## Exercise goal
Output all the data exactly as it appears below.

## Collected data
<<<<

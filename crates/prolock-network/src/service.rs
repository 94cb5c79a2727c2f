//! Contract of the remote attendance service.
//!
//! The service is the sole source of truth for identities, schedules and
//! attendance logs. The coordinator depends on this trait rather than on the
//! HTTP client so that tests can run against an in-memory fake.
//!
//! Methods return `impl Future + Send` so that a coordinator generic over the
//! service can still be spawned onto the Tokio runtime. Implementors can write
//! plain `async fn`.

use crate::error::Result;
use crate::wire::DoorLogEntry;
use prolock_core::{
    BiometricSlot, CardUid, DoorStatus, Identity, IdentityKey, RemoteDateTime, ScheduleWindow,
};
use std::future::Future;

pub trait AttendanceService: Send + Sync {
    /// Resolve the owner of an enrolled fingerprint slot.
    ///
    /// Fails with `NotFound` if the slot is not assigned to anyone.
    fn lookup_identity(&self, slot: BiometricSlot) -> impl Future<Output = Result<Identity>> + Send;

    /// Resolve the holder of a proximity card.
    fn lookup_card_holder(&self, uid: &CardUid) -> impl Future<Output = Result<Identity>> + Send;

    /// Fetch every schedule window of an identity.
    fn fetch_schedule(
        &self,
        key: &IdentityKey,
    ) -> impl Future<Output = Result<Vec<ScheduleWindow>>> + Send;

    /// Current date and time according to the service.
    ///
    /// Schedule decisions never use the local clock.
    fn current_date_time(&self) -> impl Future<Output = Result<RemoteDateTime>> + Send;

    /// Returns `true` iff the identity has a record with `time_in` set and
    /// `time_out` unset.
    fn has_open_record(&self, key: &IdentityKey) -> impl Future<Output = Result<bool>> + Send;

    /// Submit a time-in at the service's `HH:MM` time.
    ///
    /// The server arbitrates duplicates; a refusal surfaces as `Rejected`.
    fn record_time_in(
        &self,
        identity: &Identity,
        at: &RemoteDateTime,
    ) -> impl Future<Output = Result<()>> + Send;

    /// Submit a time-out at the service's `HH:MM` time.
    fn record_time_out(
        &self,
        key: &IdentityKey,
        at: &RemoteDateTime,
    ) -> impl Future<Output = Result<()>> + Send;

    /// Cards of every record on the room's recent log that is still open.
    ///
    /// A UID appears once even if it has several open records.
    fn open_card_records(&self) -> impl Future<Output = Result<Vec<CardUid>>> + Send;

    /// Post a door status line to the remote door log.
    ///
    /// Callers treat this as best-effort.
    fn report_door_status(
        &self,
        key: &IdentityKey,
        status: DoorStatus,
    ) -> impl Future<Output = Result<()>> + Send;

    /// Latest entry of the remote door log, if the log is not empty.
    fn latest_door_log(&self) -> impl Future<Output = Result<Option<DoorLogEntry>>> + Send;
}
//! The session coordinator actor.
//!
//! [`SessionCoordinator`] is the single task that mutates session state, the
//! failure counter and the door. Pollers only send it events; the
//! reconciliation task only sends it requests.
//!
//! # Flow
//!
//! 1. A fingerprint match resolves the identity, checks the schedule against
//!    the service's clock, then looks for an open record.
//! 2. No open record: record the time-in, unlock, open the proximity gate and
//!    wait for the card.
//! 3. Open record: record the time-out, lock, return to `Idle`. A faculty
//!    time-out also closes every card record still open on the room log.
//! 4. A card read under the current gate generation runs the same decision
//!    for the card holder. The handoff timer relocks the door if no card
//!    arrives.
//!
//! Superuser slots skip steps 1 to 3 and toggle the door instead. A slot that
//! recorded a time-in or time-out is ignored for `rescan_cooldown` afterwards.
//!
//! Every remote write happens before the matching door actuation, so a failed
//! write leaves the door as it was.

use crate::alarm::{FailureAlarm, SirenHandle};
use crate::door::DoorActuator;
use crate::error::{CoordinatorError, Result};
use crate::notice::Notice;
use crate::session::{CoordinatorConfig, Factor, Session};
use crate::state_machine::{PhaseMachine, SessionPhase, StateTransition};
use crate::timer::Timer;
use prolock_core::{
    BiometricSlot, CardUid, DoorStatus, Identity, IdentityKey, RemoteDateTime, RemoteDoorCommand,
    schedule_allows,
};
use prolock_hardware::{BiometricEvent, GateState, PeripheralEvent, PeripheralHandle, ProximityGate};
use prolock_network::{AttendanceError, AttendanceService};
use std::collections::{HashMap, VecDeque};
use std::time::Duration;
use tokio::sync::{broadcast, mpsc};
use tokio::time::Instant;
use tracing::{debug, error, info, warn};

/// Capacity of the notice broadcast channel.
const NOTICE_CAPACITY: usize = 32;

/// Timer that fired in [`SessionCoordinator::next_deadline`].
#[derive(Debug, Clone, Copy, PartialEq, Eq)]
pub enum Deadline {
    Relock,
    HandoffExpired,
}

pub struct SessionCoordinator<S> {
    service: S,
    config: CoordinatorConfig,
    machine: PhaseMachine,
    session: Option<Session>,
    door: DoorActuator,
    alarm: FailureAlarm,
    siren: SirenHandle,
    gate: ProximityGate,
    handoff: Timer,
    notices: broadcast::Sender<Notice>,
    recorded_at: HashMap<BiometricSlot, Instant>,
}
//! Mock device implementations for testing and development.
//!
//! Each mock is created together with a handle that drives or observes it,
//! so tests and the `--simulate` mode can exercise the full stack without
//! physical hardware.

pub mod biometric;
pub mod output;
pub mod rfid;

pub use biometric::{MockBiometric, MockBiometricHandle, MockScan};
pub use output::{MockOutput, MockOutputHandle};
pub use rfid::{MockRfid, MockRfidHandle};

>>>>

## Output of the task
filename crates/prolock-network/src/service.rs
repository 94cb5c79a2727c2f
//! Contract of the remote attendance service.
//!
//! The service is the sole source of truth for identities, schedules and
//! attendance logs. The coordinator depends on this trait rather than on the
//! HTTP client so that tests can run against an in-memory fake.
//!
//! Methods return `impl Future + Send` so that a coordinator generic over the
//! service can still be spawned onto the Tokio runtime. Implementors can write
//! plain `async fn`.

use crate::error::Result;
use crate::wire::DoorLogEntry;
use prolock_core::{
    BiometricSlot, CardUid, DoorStatus, Identity, IdentityKey, RemoteDateTime, ScheduleWindow,
};
use std::future::Future;

pub trait AttendanceService: Send + Sync {
    /// Resolve the owner of an enrolled fingerprint slot.
    ///
    /// Fails with `NotFound` if the slot is not assigned to anyone.
    fn lookup_identity(&self, slot: BiometricSlot) -> impl Future<Output = Result<Identity>> + Send;

    /// Resolve the holder of a proximity card.
    fn lookup_card_holder(&self, uid: &CardUid) -> impl Future<Output = Result<Identity>> + Send;

    /// Fetch every schedule window of an identity.
    fn fetch_schedule(
        &self,
        key: &IdentityKey,
    ) -> impl Future<Output = Result<Vec<ScheduleWindow>>> + Send;

    /// Current date and time according to the service.
    ///
    /// Schedule decisions never use the local clock.
    fn current_date_time(&self) -> impl Future<Output = Result<RemoteDateTime>> + Send;

    /// Returns `true` iff the identity has a record with `time_in` set and
    /// `time_out` unset.
    fn has_open_record(&self, key: &IdentityKey) -> impl Future<Output = Result<bool>> + Send;

    /// Submit a time-in at the service's `HH:MM` time.
    ///
    /// The server arbitrates duplicates; a refusal surfaces as `Rejected`.
    fn record_time_in(
        &self,
        identity: &Identity,
        at: &RemoteDateTime,
    ) -> impl Future<Output = Result<()>> + Send;

    /// Submit a time-out at the service's `HH:MM` time.
    fn record_time_out(
        &self,
        key: &IdentityKey,
        at: &RemoteDateTime,
    ) -> impl Future<Output = Result<()>> + Send;

    /// Cards of every record on the room's recent log that is still open.
    ///
    /// A UID appears once even if it has several open records.
    fn open_card_records(&self) -> impl Future<Output = Result<Vec<CardUid>>> + Send;

    /// Post a door status line to the remote door log.
    ///
    /// Callers treat this as best-effort.
    fn report_door_status(
        &self,
        key: &IdentityKey,
        status: DoorStatus,
    ) -> impl Future<Output = Result<()>> + Send;

    /// Latest entry of the remote door log, if the log is not empty.
    fn latest_door_log(&self) -> impl Future<Output = Result<Option<DoorLogEntry>>> + Send;
}
//! The session coordinator actor.
//!
//! [`SessionCoordinator`] is the single task that mutates session state, the
//! failure counter and the door. Pollers only send it events; the
//! reconciliation task only sends it requests.
//!
//! # Flow
//!
//! 1. A fingerprint match resolves the identity, checks the schedule against
//!    the service's clock, then looks for an open record.
//! 2. No open record: record the time-in, unlock, open the proximity gate and
//!    wait for the card.
//! 3. Open record: record the time-out, lock, return to `Idle`. A faculty
//!    time-out also closes every card record still open on the room log.
//! 4. A card read under the current gate generation runs the same decision
//!    for the card holder. The handoff timer relocks the door if no card
//!    arrives.
//!
//! Superuser slots skip steps 1 to 3 and toggle the door instead. A slot that
//! recorded a time-in or time-out is ignored for `rescan_cooldown` afterwards.
//!
//! Every remote write happens before the matching door actuation, so a failed
//! write leaves the door as it was.

use crate::alarm::{FailureAlarm, SirenHandle};
use crate::door::DoorActuator;
use crate::error::{CoordinatorError, Result};
use crate::notice::Notice;
use crate::session::{CoordinatorConfig, Factor, Session};
use crate::state_machine::{PhaseMachine, SessionPhase, StateTransition};
use crate::timer::Timer;
use prolock_core::{
    BiometricSlot, CardUid, DoorStatus, Identity, IdentityKey, RemoteDateTime, RemoteDoorCommand,
    schedule_allows,
};
use prolock_hardware::{BiometricEvent, GateState, PeripheralEvent, PeripheralHandle, ProximityGate};
use prolock_network::{AttendanceError, AttendanceService};
use std::collections::{HashMap, VecDeque};
use std::time::Duration;
use tokio::sync::{broadcast, mpsc};
use tokio::time::Instant;
use tracing::{debug, error, info, warn};

/// Capacity of the notice broadcast channel.
const NOTICE_CAPACITY: usize = 32;

/// Timer that fired in [`SessionCoordinator::next_deadline`].
#[derive(Debug, Clone, Copy, PartialEq, Eq)]
pub enum Deadline {
    Relock,
    HandoffExpired,
}

pub struct SessionCoordinator<S> {
    service: S,
    config: CoordinatorConfig,
    machine: PhaseMachine,
    session: Option<Session>,
    door: DoorActuator,
    alarm: FailureAlarm,
    siren: SirenHandle,
    gate: ProximityGate,
    handoff: Timer,
    notices: broadcast::Sender<Notice>,
    recorded_at: HashMap<BiometricSlot, Instant>,
}
//! Mock device implementations for testing and development.
//!
//! Each mock is created together with a handle that drives or observes it,
//! so tests and the `--simulate` mode can exercise the full stack without
//! physical hardware.

pub mod biometric;
pub mod output;
pub mod rfid;

pub use biometric::{MockBiometric, MockBiometricHandle, MockScan};
pub use output::{MockOutput, MockOutputHandle};
pub use rfid::{MockRfid, MockRfidHandle};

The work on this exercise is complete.